Reproduce each line from the first in the data through the line that contains "const CONTENT_STYLE: &str" exactly; give nothing else.

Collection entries
______

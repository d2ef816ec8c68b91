use super::localized;
use crate::labels;
use crate::models::{ContactDocument, Personal, Profile};
use crate::node::{el, icon, Node};
use crate::patch::Patch;
use crate::store::ContentStore;
use crate::traits::SectionRenderer;
use folio_common::{last_path_segment, DocumentKind};
use folio_i18n::{Translate, TranslateExt};

const METHODS_STYLE: &str =
    "display: grid; grid-template-columns: repeat(2, 1fr); gap: 1rem; max-width: 800px; margin: 0 auto";
const CONTENT_STYLE: &str = "display: block; width: 100%; max-width: 800px; margin: 0 auto";
const RESPONSIVE_CSS: &str = "\
@media (max-width: 768px) {
  .contact-methods { grid-template-columns: 1fr !important; max-width: 100% !important; padding: 0 1rem !important; }
}";

/// Contact copy and contact methods derived from the profile's handles.
#[derive(Debug, Clone, Copy, Default)]
pub struct ContactSection;

impl SectionRenderer for ContactSection {
    fn render(&self, content: &ContentStore, translator: &dyn Translate) -> Option<Vec<Patch>> {
        let contact: ContactDocument = content.typed(DocumentKind::Contact)?;
        let info = contact.info.unwrap_or_default();

        let mut patches = vec![Patch::text(
            "#contact .section-title",
            translator.translate_text("navigation.contact", labels::NAV_CONTACT),
        )];
        if let Some(title) = localized(translator, "contact.title", info.title.as_deref()) {
            patches.push(Patch::text(".contact-info h3", title));
        }
        if let Some(description) =
            localized(translator, "contact.description", info.description.as_deref())
        {
            patches.push(Patch::text(".contact-info p", description));
        }

        let personal = content
            .typed::<Profile>(DocumentKind::Profile)
            .and_then(|profile| profile.personal);
        if let Some(personal) = personal {
            patches.push(Patch::attr(".contact-methods", "style", METHODS_STYLE));
            patches.push(Patch::children(
                ".contact-methods",
                contact_methods(&personal, translator),
            ));
        }

        patches.push(Patch::attr(".contact-content", "style", CONTENT_STYLE));
        patches.push(Patch::remove(".contact-form"));
        patches.push(Patch::EnsureStyle {
            id: "contact-responsive-styles".to_string(),
            css: RESPONSIVE_CSS.to_string(),
        });
        Some(patches)
    }

    fn name(&self) -> &'static str {
        "contact"
    }

    fn description(&self) -> &'static str {
        "Contact copy and contact methods"
    }
}

struct Method {
    icon: &'static str,
    key: &'static str,
    label: &'static str,
    value: String,
    href: String,
    new_tab: bool,
}

fn methods(personal: &Personal) -> Vec<Method> {
    let present = |value: &Option<String>| value.clone().filter(|v| !v.is_empty());
    let handle = |url: &str, fallback: &str| {
        last_path_segment(url).map_or_else(|| fallback.to_string(), str::to_string)
    };
    let mut out = Vec::new();

    if let Some(email) = present(&personal.email) {
        out.push(Method {
            icon: "fas fa-envelope",
            key: "contact.methods.email",
            label: labels::CONTACT_EMAIL,
            href: format!("mailto:{email}"),
            value: email,
            new_tab: true,
        });
    }
    if let Some(url) = present(&personal.linkedin) {
        out.push(Method {
            icon: "fab fa-linkedin",
            key: "contact.methods.linkedin",
            label: labels::CONTACT_LINKEDIN,
            value: handle(&url, labels::LINKEDIN_PROFILE),
            href: url,
            new_tab: true,
        });
    }
    if let Some(url) = present(&personal.github) {
        out.push(Method {
            icon: "fab fa-github",
            key: "contact.methods.github",
            label: labels::CONTACT_GITHUB,
            value: format!("@{}", handle(&url, labels::GITHUB_PROFILE)),
            href: url,
            new_tab: true,
        });
    }
    if let Some(phone) = present(&personal.phone) {
        out.push(Method {
            icon: "fas fa-phone",
            key: "contact.methods.phone",
            label: labels::CONTACT_PHONE,
            href: format!("tel:{phone}"),
            value: phone,
            new_tab: false,
        });
    }
    if let Some(url) = present(&personal.zalo) {
        out.push(Method {
            icon: "fab fa-facebook-messenger",
            key: "contact.methods.zalo",
            label: labels::CONTACT_ZALO,
            value: present(&personal.phone).unwrap_or_else(|| labels::ZALO_CHAT.to_string()),
            href: url,
            new_tab: true,
        });
    }
    if let Some(url) = present(&personal.facebook) {
        out.push(Method {
            icon: "fab fa-facebook",
            key: "contact.methods.facebook",
            label: labels::CONTACT_FACEBOOK,
            value: handle(&url, labels::FACEBOOK_PROFILE),
            href: url,
            new_tab: true,
        });
    }
    out
}

fn contact_methods(personal: &Personal, translator: &dyn Translate) -> Vec<Node> {
    methods(personal)
        .into_iter()
        .map(|method| {
            let mut link = el("a")
                .class("contact-method")
                .attr("href", method.href);
            if method.new_tab {
                link = link.attr("target", "_blank");
            }
            Node::from(
                link.child(icon(method.icon)).child(
                    el("div")
                        .child(el("h4").text(translator.translate_text(method.key, method.label)))
                        .child(el("p").text(method.value)),
                ),
            )
        })
        .collect()
}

______

Result of the task:
repository d2ef816ec8c68b91
use super::localized;
use crate::labels;
use crate::models::{ContactDocument, Personal, Profile};
use crate::node::{el, icon, Node};
use crate::patch::Patch;
use crate::store::ContentStore;
use crate::traits::SectionRenderer;
use folio_common::{last_path_segment, DocumentKind};
use folio_i18n::{Translate, TranslateExt};

const METHODS_STYLE: &str =
    "display: grid; grid-template-columns: repeat(2, 1fr); gap: 1rem; max-width: 800px; margin: 0 auto";
const CONTENT_STYLE: &str = "display: block; width: 100%; max-width: 800px; margin: 0 auto";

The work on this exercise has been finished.